I've never tried it, but perhaps you van get Innernet to work with the usermode WireGuard client (the one written in Go [2]), that seems to work on Android without any kernel support or root privileges. Innernet is a daemon over the wg command line tool so it might work out of the box?

[1]: https://github.com/slackhq/nebula [2]: https://git.zx2c4.com/wireguard-go/about/


Just a heads-up: there's an old command-line news program named "inn" that might produce name conflicts for the innernet command-line tool.

Fortunately, it sounds like that's just an alias, so people who care about "inn" can just spell out "innernet" or make a different alias themselves.


Thanks for the heads-up. Before adding the alias, I did a quick search (https://packages.ubuntu.com/search?suite=xenial&arch=any&mod...) and did see the "inn" package, but it didn't seem like it included any "inn" binary that would cause name conflicts.

Happy to change the way that alias works if it ends up being a problem.


Ah, sorry. I checked and saw the cron and init scripts were called "inn", and missed that the binary was called "innd". Nevermind.


I’m going to try this because tailscale is extremely slow when you want to fully utilize your bandwidth.


I think tailscale uses a userland TUN/TAP interface[0] which negotiates at 10MiB/s; that’ll be the largest bottleneck and likely applies to Innernet too.

Tailscale does use considerable CPU on my Mac though.

[0]: https://github.com/tailscale/tailscale/blob/main/net/tstun/t...


Latency and bandwidth was a big issue for us - innernet uses the WireGuard kernel module on Linux when available, which is about as good as you can get (easily achieving saturated gigabit line speeds).

macOS is a different story, since there are only userspace implementations at the moment. Innernet currently looks for the official "wireguard-go" implementation, but you can swap out userspace implementations as you like. I'll add an environment variable check to make that easier without needing to recompile.


This looks great!

Is a TCP mode planned? This would be useful for networks where outbound UDP isn't allowed. (hotel wifi, other public wifis)

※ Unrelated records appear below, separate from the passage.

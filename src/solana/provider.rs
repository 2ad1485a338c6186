//! Snapshot provider: live RPC reads with a mock fallback.

use std::sync::Arc;

use chrono::{Duration, Utc};
use rust_decimal::Decimal;
use serde::Serialize;

use crate::config::{SolanaConfig, redact_url_for_display};
use crate::error::RpcError;
use crate::solana::mock::{mock_signatures, mock_snapshot};
use crate::solana::rpc::{ChainRpc, SolanaRpcClient};
use crate::solana::{LIVE_PLACEHOLDER_PROGRAMS, OnChainSnapshot, SignatureInfo, lamports_to_sol};

/// Page size for signature reads. A wallet with fewer signatures than this
/// has exhausted its history, which is read as "recently active".
pub const SIGNATURE_PAGE_LIMIT: usize = 100;

/// How far back `last_active_at` is placed when recency cannot be inferred.
const STALE_ACTIVITY_DAYS: i64 = 30;

/// Where snapshot data comes from for the lifetime of the provider.
#[derive(Debug, Clone, Copy, Serialize, PartialEq, Eq)]
#[serde(rename_all = "snake_case")]
pub enum DataSource {
    Live,
    Mock,
}

impl DataSource {
    pub fn as_str(self) -> &'static str {
        match self {
            Self::Live => "live",
            Self::Mock => "mock",
        }
    }
}

/// Resolves on-chain snapshots for agents.
///
/// The mode is fixed at construction: with no RPC client the provider
/// serves mock data for its whole lifetime. No call ever fails; every
/// error degrades to default or mock values.
#[derive(Clone)]
pub struct OnChainProvider {
    rpc: Option<Arc<dyn ChainRpc>>,
}

impl std::fmt::Debug for OnChainProvider {
    fn fmt(&self, f: &mut std::fmt::Formatter<'_>) -> std::fmt::Result {
        f.debug_struct("OnChainProvider")
            .field("data_source", &self.data_source())
            .finish()
    }
}

impl OnChainProvider {
    /// Build from config. A configured URL selects live mode.
    pub fn new(config: &SolanaConfig) -> Result<Self, RpcError> {
        match &config.rpc_url {
            Some(url) => {
                let client = SolanaRpcClient::new(url.clone())?;
                tracing::info!(url = %redact_url_for_display(url), "Solana RPC configured");
                Ok(Self::with_rpc(Arc::new(client)))
            }
            None => {
                tracing::warn!("No Solana RPC configured, serving mock on-chain data");
                Ok(Self::mock())
            }
        }
    }

    pub fn mock() -> Self {
        Self { rpc: None }
    }

    pub fn with_rpc(rpc: Arc<dyn ChainRpc>) -> Self {
        Self { rpc: Some(rpc) }
    }

    pub fn is_live(&self) -> bool {
        self.rpc.is_some()
    }

    pub fn data_source(&self) -> DataSource {
        if self.is_live() {
            DataSource::Live
        } else {
            DataSource::Mock
        }
    }

    /// Snapshot for `agent_id`.
    ///
    /// Mock mode or a missing wallet yields the mock record (zeroed for
    /// unknown ids). In live mode, balance and signatures are read
    /// concurrently; a read the node rejects defaults to zero, while an
    /// unreachable or garbled endpoint falls back to the mock record.
    pub async fn fetch_snapshot(&self, agent_id: &str, wallet: Option<&str>) -> OnChainSnapshot {
        let (Some(rpc), Some(wallet)) = (&self.rpc, wallet) else {
            return mock_snapshot(agent_id);
        };

        match fetch_live(rpc.as_ref(), agent_id, wallet).await {
            Ok(snapshot) => snapshot,
            Err(e) => {
                tracing::warn!(agent_id, error = %e, "Live on-chain read failed, using mock data");
                mock_snapshot(agent_id)
            }
        }
    }

    /// Recent signatures for a wallet, newest first.
    ///
    /// Mock mode or a missing wallet yields three fixed mock entries; a
    /// failed live read yields an empty list.
    pub async fn recent_signatures(
        &self,
        wallet: Option<&str>,
        limit: usize,
    ) -> Vec<SignatureInfo> {
        let (Some(rpc), Some(wallet)) = (&self.rpc, wallet) else {
            return mock_signatures(Utc::now());
        };

        let limit = limit.clamp(1, SIGNATURE_PAGE_LIMIT);
        match rpc.get_signatures(wallet, limit).await {
            Ok(signatures) => signatures.unwrap_or_default(),
            Err(e) => {
                tracing::warn!(wallet, error = %e, "Signature read failed");
                Vec::new()
            }
        }
    }

    /// Whether the live endpoint answers `getVersion`. Always `false` in
    /// mock mode.
    pub async fn health_check(&self) -> bool {
        let Some(rpc) = &self.rpc else {
            return false;
        };
        match rpc.get_version().await {
            Ok(version) => version.is_some(),
            Err(e) => {
                tracing::debug!(error = %e, "Solana RPC health probe failed");
                false
            }
        }
    }
}

async fn fetch_live(
    rpc: &dyn ChainRpc,
    agent_id: &str,
    wallet: &str,
) -> Result<OnChainSnapshot, RpcError> {
    let (balance, signatures) = tokio::join!(
        rpc.get_balance(wallet),
        rpc.get_signatures(wallet, SIGNATURE_PAGE_LIMIT)
    );

    let lamports = tolerate_node_error(balance, "getBalance")?.unwrap_or(0);
    let transaction_count = tolerate_node_error(signatures, "getSignaturesForAddress")?
        .map(|s| s.len() as u64)
        .unwrap_or(0);

    let now = Utc::now();
    let last_active_at = if transaction_count > 0 && transaction_count < SIGNATURE_PAGE_LIMIT as u64
    {
        now
    } else {
        now - Duration::days(STALE_ACTIVITY_DAYS)
    };

    let balance: Decimal = lamports_to_sol(lamports);
    Ok(OnChainSnapshot {
        agent_id: agent_id.to_string(),
        wallet_address: wallet.to_string(),
        balance,
        transaction_count,
        programs: LIVE_PLACEHOLDER_PROGRAMS
            .iter()
            .map(|p| p.to_string())
            .collect(),
        last_active_at,
    })
}

/// A node-level rejection of one read counts as "no value"; anything that
/// means the endpoint is unusable is propagated.
fn tolerate_node_error<T>(
    result: Result<Option<T>, RpcError>,
    method: &str,
) -> Result<Option<T>, RpcError> {
    match result {
        Ok(value) => Ok(value),
        Err(e) if !e.is_transport_level() => {
            tracing::debug!(method, error = %e, "RPC read rejected by node");
            Ok(None)
        }
        Err(e) => Err(e),
    }
}
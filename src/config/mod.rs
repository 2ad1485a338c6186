//! Configuration for ShadowTrust.
//!
//! Everything comes from env vars. `./.env` is loaded via dotenvy early in
//! startup and never overrides variables that are already set.

pub(crate) mod helpers;
mod server;
mod solana;

use crate::error::ConfigError;

pub use self::server::{PaymentConfig, ServerConfig};
pub use self::solana::{SolanaConfig, redact_url_for_display};

use self::helpers::{normalize_variant, optional_env};

/// Main configuration for the service.
#[derive(Debug, Clone, Default)]
pub struct Config {
    pub solana: SolanaConfig,
    pub server: ServerConfig,
    pub payment: PaymentConfig,
    pub log_format: LogFormat,
}

/// Output format for the tracing subscriber.
#[derive(Debug, Clone, Copy, Default, PartialEq, Eq)]
pub enum LogFormat {
    #[default]
    Pretty,
    Json,
}

impl LogFormat {
    pub(crate) fn parse(value: &str, key: &str) -> Result<Self, ConfigError> {
        match normalize_variant(value).as_str() {
            "pretty" | "text" => Ok(Self::Pretty),
            "json" => Ok(Self::Json),
            _ => Err(ConfigError::InvalidValue {
                key: key.to_string(),
                message: format!("expected 'pretty' or 'json', got '{value}'"),
            }),
        }
    }
}

impl Config {
    /// Load configuration from environment variables.
    pub fn from_env() -> Result<Self, ConfigError> {
        crate::bootstrap::load_dotenv();

        let log_format = optional_env("SHADOWTRUST_LOG_FORMAT")?
            .map(|v| LogFormat::parse(&v, "SHADOWTRUST_LOG_FORMAT"))
            .transpose()?
            .unwrap_or_default();

        Ok(Self {
            solana: SolanaConfig::resolve()?,
            server: ServerConfig::resolve()?,
            payment: PaymentConfig::resolve()?,
            log_format,
        })
    }
}

#[cfg(test)]
mod tests {
    use super::*;

    #[test]
    fn log_format_accepts_known_variants() {
        assert_eq!(LogFormat::parse("JSON", "K").unwrap(), LogFormat::Json);
        assert_eq!(LogFormat::parse(" pretty ", "K").unwrap(), LogFormat::Pretty);
        assert_eq!(LogFormat::parse("text", "K").unwrap(), LogFormat::Pretty);
    }

    #[test]
    fn log_format_rejects_unknown_variant() {
        let err = LogFormat::parse("xml", "SHADOWTRUST_LOG_FORMAT").unwrap_err();
        assert!(err.to_string().contains("SHADOWTRUST_LOG_FORMAT"));
    }
}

Do you plan to add automatic key rollover/expiry?


Thanks!

There aren't any current plans to bake in TCP support, but you can rig it up yourself using something like udptunnel.

Related old HN comment with basic instructions: https://news.ycombinator.com/item?id=17847008

Also see: the "TCP Mode" section in https://www.wireguard.com/known-limitations/.


I know about those. Since the whole point of innernet is making wireguard configuration simpler, I figured maybe integrating something like that is worth doing.


Ah, gotcha - sorry I misunderstood your question.

I feel that adding TCP support would push innernet beyond a WireGuard configuration manager and into something a bit more behemoth. I'm quite fond of the fact that innernet doesn't "touch the packets" in its current state.

That said, if a strong need arises over time it's not out of the question, and in the mean time anybody is welcome to add their own wrapper around innernet or fork it to support that.


Do you feel Innernet could one day work through QUIC? It's kind of neither TCP nor UDP (although definitely much more UDP).


Aye, noted. Do you support the case where nodes can not talk directly to each other and relaying is required?


Not currently, but I'm interested in supporting that.


private DNS does not work with tailscale. that means No Block Lists or nextdns.io.

if you private dns nameservers, DNS queries are made over plaintext.

Magic DNS is not a hard-sell.


Kudos to the team. Great!


What about my e-viruses and e-worms?


You can kiss those e-viruses goodbye!


This was the name of my hometown ISP back in the late 90s.

You see, kids, back in the day, the internet was not ran exclusively by gigantic mega corporations whose only argument against monopoly was "but but but WE wanted to be the monopoly!" Before Walmart pushed out all the mom-and-pop grocery stores, we had mom-and-pop internet service providers, and they didn't have to be called "artisanal" or "organic" to get anyone to care about them.